Bitcoin is like a Ponzi scheme: Indian Finance Ministry warns investors - ajonit
https://timesofindia.indiatimes.com/business/india-business/bitcoin-other-virtual-currencies-like-ponzi-schemes-finance-ministry-warns-investors/articleshow/62295331.cms
======
randomerr
I completely agree. Here is a write up that sums up the issue very well:

Why Bitcoin is the largest Ponzi scheme in human history

[http://www.hindustantimes.com/analysis/why-bitcoin-is-the-
la...](http://www.hindustantimes.com/analysis/why-bitcoin-is-the-largest-
ponzi-scheme-in-human-history/story-L5z56wbz3hqxl2gIrf125H.html)

------
mtgx
I don't disagree with most of what he said, including Bitcoin's usefulness
right now (not to be confused with the usefulness of _all_ cryptocurrencies),
but I think calling it an outright ponzi scheme is not that clear.

So he says that Bitcoin has seen no increase in usage. But that's not true, or
at least it wasn't true for many years.

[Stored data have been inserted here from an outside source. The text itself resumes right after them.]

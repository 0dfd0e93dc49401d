use animetoken_core::ApiError;
use ed25519_dalek::{Signature, VerifyingKey};

/// Verify an ed25519 signature over the raw message bytes.
///
/// The wallet address is the base58-encoded 32-byte public key; the signature
/// is base58-encoded 64 bytes, as produced by browser wallet adapters.
pub fn verify_signature(
    wallet_address: &str,
    message: &str,
    signature: &str,
) -> Result<(), ApiError> {
    let key_bytes: [u8; 32] = bs58::decode(wallet_address)
        .into_vec()
        .ok()
        .and_then(|v| v.try_into().ok())
        .ok_or_else(|| ApiError::Validation("wallet address is not a valid public key".into()))?;

    let key = VerifyingKey::from_bytes(&key_bytes)
        .map_err(|_| ApiError::Validation("wallet address is not a valid public key".into()))?;

    let sig_bytes: [u8; 64] = bs58::decode(signature)
        .into_vec()
        .ok()
        .and_then(|v| v.try_into().ok())
        .ok_or(ApiError::InvalidSignature)?;

    let sig = Signature::from_bytes(&sig_bytes);

    key.verify_strict(message.as_bytes(), &sig)
        .map_err(|_| ApiError::InvalidSignature)
}

/// Format check for pay-to-change transaction signatures.
///
/// Accepts the simulated-signature prefixes used by the test flows, or
/// anything that decodes to a 64-byte base58 transaction signature. No
/// on-chain verification is performed.
pub fn is_plausible_payment_signature(signature: &str) -> bool {
    if signature.starts_with("test_sig_") || signature.starts_with("sim_") {
        return signature.len() > 9;
    }
    bs58::decode(signature)
        .into_vec()
        .map(|bytes| bytes.len() == 64)
        .unwrap_or(false)
}

#[cfg(test)]
mod tests {
    use super::*;
    use ed25519_dalek::{Signer, SigningKey};
    use rand::rngs::OsRng;

    fn keypair() -> (String, SigningKey) {
        let signing = SigningKey::generate(&mut OsRng);
        let address = bs58::encode(signing.verifying_key().to_bytes()).into_string();
        (address, signing)
    }

    fn sign(signing: &SigningKey, message: &str) -> String {
        bs58::encode(signing.sign(message.as_bytes()).to_bytes()).into_string()
    }

    #[test]
    fn valid_signature_verifies() {
        let (address, signing) = keypair();
        let message = format!("I am linking this wallet {address} to my ANIME.TOKEN account.\n\nTimestamp: 1700000000000");
        let signature = sign(&signing, &message);
        assert!(verify_signature(&address, &message, &signature).is_ok());
    }

    #[test]
    fn tampered_message_fails() {
        let (address, signing) = keypair();
        let signature = sign(&signing, "original message");
        let err = verify_signature(&address, "altered message", &signature).unwrap_err();
        assert_eq!(err.code(), "invalid_signature");
    }

    #[test]
    fn wrong_key_fails() {
        let (_, signing) = keypair();
        let (other_address, _) = keypair();
        let signature = sign(&signing, "hello");
        let err = verify_signature(&other_address, "hello", &signature).unwrap_err();
        assert_eq!(err.code(), "invalid_signature");
    }

    #[test]
    fn malformed_address_is_validation_error() {
        let err = verify_signature("not-base58-!!", "msg", "sig").unwrap_err();
        assert_eq!(err.code(), "validation_error");
    }

    #[test]
    fn undecodable_signature_is_invalid() {
        let (address, _) = keypair();
        let err = verify_signature(&address, "msg", "short").unwrap_err();
        assert_eq!(err.code(), "invalid_signature");
    }

    #[test]
    fn payment_signature_format_check() {
        assert!(is_plausible_payment_signature("test_sig_abc123"));
        assert!(is_plausible_payment_signature("sim_payment_1"));
        // A real-looking 64-byte base58 signature
        let raw = bs58::encode([7u8; 64]).into_string();
        assert!(is_plausible_payment_signature(&raw));
        // Bare prefixes and junk are rejected
        assert!(!is_plausible_payment_signature("test_sig_"));
        assert!(!is_plausible_payment_signature(""));
        assert!(!is_plausible_payment_signature("hello"));
    }
}
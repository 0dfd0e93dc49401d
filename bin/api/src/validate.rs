//! Request field validation shared across handlers.

use animetoken_core::ApiError;
use animetoken_wallet::is_plausible_payment_signature;

pub const NICKNAME_MIN: usize = 3;
pub const NICKNAME_MAX: usize = 15;
pub const BIO_MAX: usize = 500;

/// Server-side nickname rule: 3–15 ASCII alphanumerics, nothing else.
/// Stricter than the client help text on purpose; see the regression test.
pub fn validate_nickname(nickname: &str) -> Result<(), ApiError> {
    let len = nickname.chars().count();
    if len < NICKNAME_MIN || len > NICKNAME_MAX {
        return Err(ApiError::Validation(format!(
            "nickname must be {NICKNAME_MIN}-{NICKNAME_MAX} characters"
        )));
    }
    if !nickname.chars().all(|c| c.is_ascii_alphanumeric()) {
        return Err(ApiError::Validation(
            "nickname may contain only letters and digits".into(),
        ));
    }
    Ok(())
}

pub fn validate_bio(bio: &str) -> Result<(), ApiError> {
    if bio.chars().count() > BIO_MAX {
        return Err(ApiError::Validation(format!(
            "bio must be at most {BIO_MAX} characters"
        )));
    }
    Ok(())
}

pub fn validate_email(email: &str) -> Result<(), ApiError> {
    let valid = email.split_once('@').is_some_and(|(local, domain)| {
        !local.is_empty() && domain.contains('.') && !domain.starts_with('.') && !domain.ends_with('.')
    });
    if !valid {
        return Err(ApiError::Validation("invalid email address".into()));
    }
    Ok(())
}

/// Two-valued toggle action carried in like/follow request bodies.
#[derive(Debug, Clone, Copy, PartialEq, Eq)]
pub enum ToggleAction {
    Add,
    Remove,
}

pub fn parse_action(action: &str, add: &str, remove: &str) -> Result<ToggleAction, ApiError> {
    if action == add {
        Ok(ToggleAction::Add)
    } else if action == remove {
        Ok(ToggleAction::Remove)
    } else {
        Err(ApiError::Validation(format!(
            "action must be \"{add}\" or \"{remove}\""
        )))
    }
}

/// The first-change-free / pay-to-change rule, applied per profile field.
///
/// `unlocked == false` means the free first change is still available. Once
/// consumed, every further change needs a plausible transaction signature.
pub fn check_unlock(unlocked: bool, transaction_signature: Option<&str>) -> Result<(), ApiError> {
    if !unlocked {
        return Ok(());
    }
    match transaction_signature {
        Some(sig) if is_plausible_payment_signature(sig) => Ok(()),
        Some(_) => Err(ApiError::Validation(
            "transaction signature has an invalid format".into(),
        )),
        None => Err(ApiError::Validation(
            "changing this field again requires a payment transaction signature".into(),
        )),
    }
}

#[cfg(test)]
mod tests {
    use super::*;

    #[test]
    fn short_nickname_rejected() {
        assert!(validate_nickname("ab").is_err());
        assert!(validate_nickname("abc").is_ok());
    }

    #[test]
    fn long_nickname_rejected() {
        assert!(validate_nickname("abcdefghijklmno").is_ok()); // 15 chars
        assert!(validate_nickname("abcdefghijklmnop").is_err()); // 16 chars
    }

    // The dialog copy promises periods and underscores; the server rule is
    // alphanumeric-only. This test pins the server behavior.
    #[test]
    fn valid_name_with_period_rejected() {
        assert!(validate_nickname("Valid_Name.1").is_err());
        assert!(validate_nickname("ValidName1").is_ok());
    }

    #[test]
    fn nickname_rejects_spaces_and_unicode() {
        assert!(validate_nickname("a b c").is_err());
        assert!(validate_nickname("さくら123").is_err());
    }

    #[test]
    fn bio_length_capped() {
        assert!(validate_bio(&"x".repeat(BIO_MAX)).is_ok());
        assert!(validate_bio(&"x".repeat(BIO_MAX + 1)).is_err());
        assert!(validate_bio("").is_ok());
    }

    #[test]
    fn email_shapes() {
        assert!(validate_email("fan@example.com").is_ok());
        assert!(validate_email("no-at-sign").is_err());
        assert!(validate_email("@example.com").is_err());
        assert!(validate_email("user@nodot").is_err());
        assert!(validate_email("user@.com").is_err());
    }

    #[test]
    fn action_parsing() {
        assert_eq!(parse_action("like", "like", "unlike").unwrap(), ToggleAction::Add);
        assert_eq!(parse_action("unlike", "like", "unlike").unwrap(), ToggleAction::Remove);
        assert!(parse_action("toggle", "like", "unlike").is_err());
    }

    #[test]
    fn first_change_is_free() {
        assert!(check_unlock(false, None).is_ok());
    }

    #[test]
    fn later_changes_need_a_signature() {
        let err = check_unlock(true, None).unwrap_err();
        assert_eq!(err.code(), "validation_error");
        assert!(check_unlock(true, Some("")).is_err());
        assert!(check_unlock(true, Some("not base58!")).is_err());
    }

    #[test]
    fn later_changes_accept_simulated_signatures() {
        assert!(check_unlock(true, Some("test_sig_12345")).is_ok());
        assert!(check_unlock(true, Some("sim_payment_1")).is_ok());
    }
}
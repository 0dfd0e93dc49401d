//! In-process row-change feed.
//!
//! Mutating code publishes a [`RowChange`] after every successful write;
//! subscribers (the WebSocket endpoint) receive the stream and filter it by
//! owning wallet. This is the server side of the eventually-consistent
//! reconciliation loop: clients apply optimistic deltas locally and replace
//! them with whatever arrives here.

use serde::Serialize;
use serde_json::Value;
use tokio::sync::broadcast;

#[derive(Debug, Clone, Copy, PartialEq, Eq, Serialize)]
#[serde(rename_all = "lowercase")]
pub enum ChangeOp {
    Insert,
    Update,
    Delete,
}

/// A single row-change event.
#[derive(Debug, Clone, Serialize)]
pub struct RowChange {
    pub table: &'static str,
    pub op: ChangeOp,
    /// Wallet the change belongs to; subscriptions filter on this.
    pub wallet: String,
    pub data: Value,
}

/// Broadcast fan-out of row changes to any number of subscribers.
///
/// Publishing never blocks and never fails: with no subscribers the event is
/// simply dropped, and slow subscribers observe a lag error on their end.
#[derive(Debug, Clone)]
pub struct ChangeFeed {
    tx: broadcast::Sender<RowChange>,
}

impl ChangeFeed {
    pub fn new(capacity: usize) -> Self {
        let (tx, _) = broadcast::channel(capacity);
        Self { tx }
    }

    pub fn publish(&self, change: RowChange) {
        if self.tx.send(change).is_err() {
            tracing::trace!("row change dropped: no subscribers");
        }
    }

    pub fn subscribe(&self) -> broadcast::Receiver<RowChange> {
        self.tx.subscribe()
    }
}

impl Default for ChangeFeed {
    fn default() -> Self {
        Self::new(256)
    }
}

#[cfg(test)]
mod tests {
    use super::*;
    use serde_json::json;

    #[tokio::test]
    async fn subscribers_receive_published_changes() {
        let feed = ChangeFeed::default();
        let mut rx = feed.subscribe();

        feed.publish(RowChange {
            table: "nft_likes",
            op: ChangeOp::Insert,
            wallet: "walletA".into(),
            data: json!({"nft_id": "abc"}),
        });

        let change = rx.recv().await.unwrap();
        assert_eq!(change.table, "nft_likes");
        assert_eq!(change.op, ChangeOp::Insert);
        assert_eq!(change.wallet, "walletA");
    }

    #[test]
    fn publish_without_subscribers_is_a_no_op() {
        let feed = ChangeFeed::default();
        feed.publish(RowChange {
            table: "mint_jobs",
            op: ChangeOp::Delete,
            wallet: "walletA".into(),
            data: json!({}),
        });
    }

    #[test]
    fn change_serializes_with_lowercase_op() {
        let change = RowChange {
            table: "mint_jobs",
            op: ChangeOp::Update,
            wallet: "w".into(),
            data: json!({"status": "processing"}),
        };
        let encoded = serde_json::to_value(&change).unwrap();
        assert_eq!(encoded["op"], "update");
        assert_eq!(encoded["table"], "mint_jobs");
    }
}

But I think if someone was to quantify
how many companies use Bitcoin as payment, for instance, we'd see a net gain
for 2017 compared to 2016, which means that statement would then be false.

Now if he'd be saying that the increase in recent value doesn't correlate with
the increase in usage, that's quite different. At the same time, it's not out
of the ordinary for Bitcoin, because Bitcoin, and other cryptocurrencies, too,
see "spikes" in valuation whenever there's a trend of positive and major news
about it - news that has little to do with the price of Bitcoin.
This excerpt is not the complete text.